You don't want to upload to Drive on every keypress or every individual log entry mutation. Debounce it:

let driveUploadTimeout = null

export function scheduleDriveUpload() {
  if (driveUploadTimeout) clearTimeout(driveUploadTimeout)
  driveUploadTimeout = setTimeout(async () => {
    const accessToken = getAccessToken() // From your auth store
    const fileId = getOne('SELECT drive_file_id FROM settings WHERE id = 1')?.drive_file_id
    if (accessToken && fileId) {
      await uploadDBToDrive(accessToken, fileId)
      execSQL('UPDATE settings SET last_synced_at = ? WHERE id = 1', [new Date().toISOString()])
    }
  }, 10_000) // 10 seconds after the last write
}

The localStorage write happens synchronously on every mutation — data is safe locally the instant you write it. The Drive upload is fire-and-forget with a 10-second debounce so a bulk import (100 rows at once) only triggers one upload.


Putting it all together

The initialization sequence on app load:

async function initializeApp() {
  // 1. Try to restore from localStorage
  const storedBuffer = loadFromLocalStorage()

  // 2. Initialize sql.js with the stored buffer (or fresh)
  await initDB(storedBuffer)

  // 3. Run schema migrations
  await runMigrations(db)

  // 4. Seed defaults if this is the first launch
  if (!getOne('SELECT id FROM jobs WHERE id = 1')) {
    seedDefaultJob()
    seedHolidays()
  }

  // 5. Request durable storage
  await requestDurableStorage()

  // 6. If authenticated, sync with Drive
  const accessToken = getStoredAccessToken()
  if (accessToken) {
    await syncOnLogin(accessToken)
  }
}

What this doesn't cover

This article focused on the storage and sync layer.

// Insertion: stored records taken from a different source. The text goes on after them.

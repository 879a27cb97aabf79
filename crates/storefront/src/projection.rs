//! Search and sort view over the catalog.
//!
//! [`project`] is a pure function of the catalog, a search term and a
//! [`SortKey`]. [`ProjectionMemo`] remembers the last result so repeated
//! reads with unchanged inputs skip the work.

use std::cmp::Ordering;
use std::fmt;
use std::str::FromStr;

use cake_shop_core::{Cake, CakeId};
use thiserror::Error;

use crate::catalog::Catalog;

/// Error for an unrecognised sort key string.
#[derive(Debug, Clone, PartialEq, Eq, Error)]
#[error("unknown sort key {0:?} (expected name-asc, name-desc, price-asc or price-desc)")]
pub struct ParseSortKeyError(String);

/// How the visible cakes are ordered.
#[derive(Debug, Clone, Copy, PartialEq, Eq, Hash, Default)]
pub enum SortKey {
    #[default]
    NameAsc,
    NameDesc,
    PriceAsc,
    PriceDesc,
}

impl SortKey {
    /// Every sort key, in menu order.
    pub const ALL: [Self; 4] = [Self::NameAsc, Self::NameDesc, Self::PriceAsc, Self::PriceDesc];

    #[must_use]
    pub const fn as_str(self) -> &'static str {
        match self {
            Self::NameAsc => "name-asc",
            Self::NameDesc => "name-desc",
            Self::PriceAsc => "price-asc",
            Self::PriceDesc => "price-desc",
        }
    }

    /// Menu label for the key.
    #[must_use]
    pub const fn label(self) -> &'static str {
        match self {
            Self::NameAsc => "Name (A-Z)",
            Self::NameDesc => "Name (Z-A)",
            Self::PriceAsc => "Price (Low to High)",
            Self::PriceDesc => "Price (High to Low)",
        }
    }

    const fn is_descending(self) -> bool {
        matches!(self, Self::NameDesc | Self::PriceDesc)
    }

    /// Compare two cakes under this key.
    #[must_use]
    pub fn compare(self, a: &Cake, b: &Cake) -> Ordering {
        let ascending = match self {
            Self::NameAsc | Self::NameDesc => compare_names(&a.name, &b.name),
            Self::PriceAsc | Self::PriceDesc => a.price.cmp(&b.price),
        };
        if self.is_descending() {
            ascending.reverse()
        } else {
            ascending
        }
    }
}

impl fmt::Display for SortKey {
    fn fmt(&self, f: &mut fmt::Formatter<'_>) -> fmt::Result {
        f.write_str(self.as_str())
    }
}

impl FromStr for SortKey {
    type Err = ParseSortKeyError;

    fn from_str(s: &str) -> Result<Self, Self::Err> {
        Self::ALL
            .into_iter()
            .find(|key| key.as_str().eq_ignore_ascii_case(s.trim()))
            .ok_or_else(|| ParseSortKeyError(s.to_string()))
    }
}

/// Collation for cake names.
///
/// Letters compare case-insensitively first; only when two names are equal
/// ignoring case does lowercase sort before uppercase (`"apple" < "Apple"`).
#[must_use]
pub fn compare_names(a: &str, b: &str) -> Ordering {
    let folded = a
        .chars()
        .flat_map(char::to_lowercase)
        .cmp(b.chars().flat_map(char::to_lowercase));
    folded.then_with(|| {
        a.chars()
            .map(char::is_uppercase)
            .cmp(b.chars().map(char::is_uppercase))
    })
}

/// Case-insensitive substring match; an empty term matches everything.
#[must_use]
pub fn matches_search(name: &str, search_term: &str) -> bool {
    search_term.is_empty() || name.to_lowercase().contains(&search_term.to_lowercase())
}

/// Cakes whose names contain `search_term`, ordered by `sort_key`.
///
/// The sort is stable: cakes that compare equal keep their catalog order.
#[must_use]
pub fn project<'a>(cakes: &'a [Cake], search_term: &str, sort_key: SortKey) -> Vec<&'a Cake> {
    let mut visible: Vec<&Cake> = cakes
        .iter()
        .filter(|cake| matches_search(&cake.name, search_term))
        .collect();
    visible.sort_by(|a, b| sort_key.compare(a, b));
    visible
}

#[derive(Debug, Clone, PartialEq, Eq)]
struct ProjectionKey {
    revision: u64,
    search_term: String,
    sort_key: SortKey,
}

/// Single-entry memo of the last projection, keyed on its three inputs.
#[derive(Debug, Clone, Default)]
pub struct ProjectionMemo {
    entry: Option<(ProjectionKey, Vec<CakeId>)>,
}

impl ProjectionMemo {
    #[must_use]
    pub fn new() -> Self {
        Self::default()
    }

    /// Identifiers of the visible cakes, recomputed only if the catalog
    /// revision, search term or sort key changed since the last call.
    pub fn ids(&mut self, catalog: &Catalog, search_term: &str, sort_key: SortKey) -> &[CakeId] {
        let key = ProjectionKey {
            revision: catalog.revision(),
            search_term: search_term.to_string(),
            sort_key,
        };
        let stale = self.entry.as_ref().is_none_or(|(cached, _)| *cached != key);
        if stale {
            let ids = project(catalog.cakes(), search_term, sort_key)
                .into_iter()
                .map(|cake| cake.id)
                .collect();
            self.entry = Some((key, ids));
        }
        match &self.entry {
            Some((_, ids)) => ids.as_slice(),
            None => &[],
        }
    }

    /// Whether a result is cached for exactly these inputs.
    #[must_use]
    pub fn is_cached(&self, catalog: &Catalog, search_term: &str, sort_key: SortKey) -> bool {
        self.entry.as_ref().is_some_and(|(key, _)| {
            key.revision == catalog.revision()
                && key.search_term == search_term
                && key.sort_key == sort_key
        })
    }
}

Two things worth a separate deep dive:

The Google OAuth PKCE flow — how to get the access_token and refresh_token without a client secret, and how to silently refresh the token mid-session. That's the next article in this series.

The midnight rate calculation — how to correctly split a shift that crosses midnight across two different rate multipliers, including the December 31 → January 1 edge case. I'll cover that in a later article on the earnings engine.


The case for this architecture

The pattern here — SQLite on the user's cloud storage, managed entirely client-side — works well for a specific category of app: personal data tools where the data is sensitive, the user count is small, and data portability is a first-class feature.

It's not the right choice for collaborative tools, apps with large binary assets, or anything requiring server-side processing of the data. But for personal productivity software, financial tracking, health logging, or any domain where "your data should be yours" is a meaningful promise — this architecture delivers it genuinely, not as marketing copy.

The database is a file. The user can open it in DB Browser for SQLite today. They'll be able to open it in twenty years. That kind of portability is hard to promise with any other approach.